Michele, I love a “use what you have” moment! Great to know this one works well with salsa — I’m sure that tip will help others making this recipe, too. Thanks so much for leaving a review!
Thank you so much for this yummy recipe! My daughter is vegetarian so I’m always looking for delicious dinner ideas that the whole family can eat. This was a winner!
Wonderful to hear this was a hit with the whole family, Jenny! Thanks so much for taking the time to leave a review. 🙂
Easy, delicious, and toddler approved! I took a short cut and used pre cut, frozen veggies but it didn’t seem to negatively affect the taste. Thank you, Robyn!
Yay for using pre cut frozen veggies, Elyssa, I love that short cut. Thanks so much for sharing your thoughts and for leaving a review!
I haven’t tried this recipe yet, but from the pictures and description, it’ll be added to my favs!!
Chantell, I hope you enjoy!
Delicious meal! Super easy and love the veggies. Will add to meal rotation!
Katie, yay for all the veggies! So happy to hear you enjoyed this one, and thanks so much for leaving a review!
NOT gluten free unless using corn tortilles
You’re correct, Tara, and you’ll also want to make sure you’re using gf enchilada sauce. I mention that several times in the post, but I added that note to the instructions as well to clarify.
This was delicious! My husband tries to eat a ton of protein, so I added some shredded chicken and it was great.
I will definitely make this again.
Shelby, great idea to bump up the protein in this recipe by adding chicken. Thanks for sharing your tips and for leaving a review!

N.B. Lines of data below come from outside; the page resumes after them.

impl MemoryBroker {
    /// Create a broker with `partitions` partitions (at least one).
    pub fn new(partitions: u32) -> Self {
        Self::build(partitions, false)
    }

    /// Like [`new`](Self::new), but a commit trims the partition below the
    /// lowest offset committed by any group that has created a consumer.
    pub fn with_retention(partitions: u32) -> Self {
        Self::build(partitions, true)
    }

    fn build(partitions: u32, retain_committed: bool) -> Self {
        let partitions = partitions.max(1);
        Self {
            inner: Arc::new(BrokerInner {
                partitions: (0..partitions).map(|_| Mutex::default()).collect(),
                committed: Mutex::new(HashMap::new()),
                retain_committed,
                notify: Notify::new(),
                closed: AtomicBool::new(false),
                fetch_faults: AtomicU32::new(0),
                publish_faults: AtomicU32::new(0),
            }),
        }
    }

    /// Number of partitions
    pub fn partition_count(&self) -> u32 {
        self.inner.partitions.len() as u32
    }

    /// Partition a key is routed to
    pub fn partition_for(&self, key: &[u8]) -> u32 {
        let mut hasher = DefaultHasher::new();
        key.hash(&mut hasher);
        (hasher.finish() % self.inner.partitions.len() as u64) as u32
    }

    /// Messages currently held across all partitions
    pub fn len(&self) -> usize {
        self.inner.partitions.iter().map(|p| p.lock().log.len()).sum()
    }

    /// Offset the next message appended to `partition` will get
    pub fn next_offset(&self, partition: u32) -> u64 {
        self.inner
            .partitions
            .get(partition as usize)
            .map(|p| p.lock().next_offset())
            .unwrap_or(0)
    }

    pub fn is_empty(&self) -> bool {
        self.len() == 0
    }

    /// Next offset `group` will read from `partition`
    pub fn committed_offset(&self, group: &str, partition: u32) -> u64 {
        self.inner
            .committed
            .lock()
            .get(&(group.to_string(), partition))
            .copied()
            .unwrap_or(0)
    }

    /// Create a consumer that resumes from the committed offsets of `group`.
    pub fn consumer(&self, group: impl Into<String>) -> MemoryStream {
        let group = group.into();
        let positions = {
            let mut committed = self.inner.committed.lock();
            (0..self.partition_count())
                .map(|p| {
                    let key = (group.clone(), p);
                    if self.inner.retain_committed {
                        // known from now on, so trimming waits for this group
                        let base = self.inner.partitions[p as usize].lock().base;
                        *committed.entry(key).or_insert(base)
                    } else {
                        committed.get(&key).copied().unwrap_or(0)
                    }
                })
                .collect()
        };
        debug!(group = %group, "consumer created");
        MemoryStream {
            inner: Arc::clone(&self.inner),
            group,
            positions,
            next_partition: 0,
        }
    }

    /// Make the next `count` fetches fail with a transient error.
    pub fn inject_fetch_failures(&self, count: u32) {
        self.inner.fetch_faults.fetch_add(count, Ordering::SeqCst);
    }

    /// Make the next `count` publishes fail.
    pub fn inject_publish_failures(&self, count: u32) {
        self.inner.publish_faults.fetch_add(count, Ordering::SeqCst);
    }

    /// Close the broker. Consumers drain what is left, then see end of stream.
    pub fn close(&self) {
        self.inner.closed.store(true, Ordering::SeqCst);
        self.inner.notify.notify_waiters();
    }

    pub fn is_closed(&self) -> bool {
        self.inner.closed.load(Ordering::SeqCst)
    }

    fn append(&self, key: Bytes, value: Bytes) -> Result<StreamPosition, ContractError> {
        if self.is_closed() {
            return Err(ContractError::stream_publish("broker is closed"));
        }
        if take_fault(&self.inner.publish_faults) {
            return Err(ContractError::stream_publish("injected publish failure"));
        }

        let partition = self.partition_for(&key);
        let position = {
            let mut log = self.inner.partitions[partition as usize].lock();
            let position = StreamPosition {
                partition,
                offset: log.next_offset(),
            };
            log.log.push_back(StreamMessage {
                position,
                key,
                value,
            });
            position
        };

        trace!(partition, offset = position.offset, "message appended");
        self.inner.notify.notify_waiters();
        Ok(position)
    }
}
//! MemoryStore - rows kept in insertion order

use chrono::Utc;
use contracts::{ContractError, Record, RecordStore, StoredRecord};
use parking_lot::Mutex;

/// In-process store. Rows are lost when the process exits.
#[derive(Debug, Default)]
pub struct MemoryStore {
    rows: Mutex<Vec<StoredRecord>>,
}

impl MemoryStore {
    pub fn new() -> Self {
        Self::default()
    }

    /// All rows in insertion order
    pub fn rows(&self) -> Vec<StoredRecord> {
        self.rows.lock().clone()
    }

    /// Rows of one vehicle in insertion order
    pub fn rows_for(&self, vehicle_id: &str) -> Vec<StoredRecord> {
        self.rows
            .lock()
            .iter()
            .filter(|row| row.record.vehicle_id == vehicle_id)
            .cloned()
            .collect()
    }

    pub fn len(&self) -> usize {
        self.rows.lock().len()
    }

    pub fn is_empty(&self) -> bool {
        self.len() == 0
    }
}

impl RecordStore for MemoryStore {
    fn kind(&self) -> &'static str {
        "memory"
    }

    async fn insert(&self, record: &Record) -> Result<(), ContractError> {
        self.rows.lock().push(StoredRecord {
            record: record.clone(),
            stored_at: Utc::now(),
        });
        Ok(())
    }

    async fn latest(&self, vehicle_id: &str) -> Result<Option<StoredRecord>, ContractError> {
        // max_by_key keeps the last of equal maxima, i.e. the latest insert
        Ok(self
            .rows
            .lock()
            .iter()
            .filter(|row| row.record.vehicle_id == vehicle_id)
            .max_by_key(|row| row.record.observed_at)
            .cloned())
    }
}

#[cfg(test)]
mod tests {
    use super::*;
    use chrono::{Duration, TimeZone};

    fn record(vehicle_id: &str, latitude: f64, second: u32) -> Record {
        Record {
            vehicle_id: vehicle_id.to_string(),
            latitude,
            longitude: 20.0,
            speed: 0.0,
            engine_temp: 0.0,
            observed_at: Utc.with_ymd_and_hms(2024, 1, 1, 0, 0, second).unwrap(),
        }
    }

    #[tokio::test]
    async fn test_latest_by_observed_at() {
        let store = MemoryStore::new();
        store.insert(&record("T1", 10.1, 5)).await.unwrap();
        store.insert(&record("T1", 10.0, 1)).await.unwrap();
        store.insert(&record("T2", 99.0, 9)).await.unwrap();

        let latest = store.latest("T1").await.unwrap().unwrap();
        assert_eq!(latest.record.latitude, 10.1);
        assert!(store.latest("T3").await.unwrap().is_none());
    }

    #[tokio::test]
    async fn test_latest_tie_prefers_last_insert() {
        let store = MemoryStore::new();
        store.insert(&record("T1", 1.0, 0)).await.unwrap();
        store.insert(&record("T1", 2.0, 0)).await.unwrap();
        assert_eq!(store.latest("T1").await.unwrap().unwrap().record.latitude, 2.0);
    }

    #[tokio::test]
    async fn test_duplicates_are_kept() {
        let store = MemoryStore::new();
        let r = record("T1", 1.0, 0);
        store.insert(&r).await.unwrap();
        store.insert(&r).await.unwrap();
        assert_eq!(store.rows_for("T1").len(), 2);
        assert!(store.rows()[1].stored_at - store.rows()[0].stored_at >= Duration::zero());
    }
}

Nice dish, I added to the recipe; mushrooms, spinach, fresh crushed garlic, fresh chopped jalapeño peppers, taco seasoning mix and a jar of spicy/hot salsa, along with some tofu taco “meat” I had made and frozen. I also used CORN TORTILLA’s instead of flour, for less carbs and more authentic Mexican flavor.. This recipe would also be great to use with Masa Harina to make a Veggie tamale casserole, which I may make next week. Will be using this as my base veggie main dish.
Deena, great tips and notes. Thanks for sharing and for leaving a reivew!
This was so delicious! I will definitely make it again and again. And the leftovers heated up beautifully.
Wonderful to hear this one was a hit, Pam. Thanks so much for taking the time to share your thoughts and for leaving a review!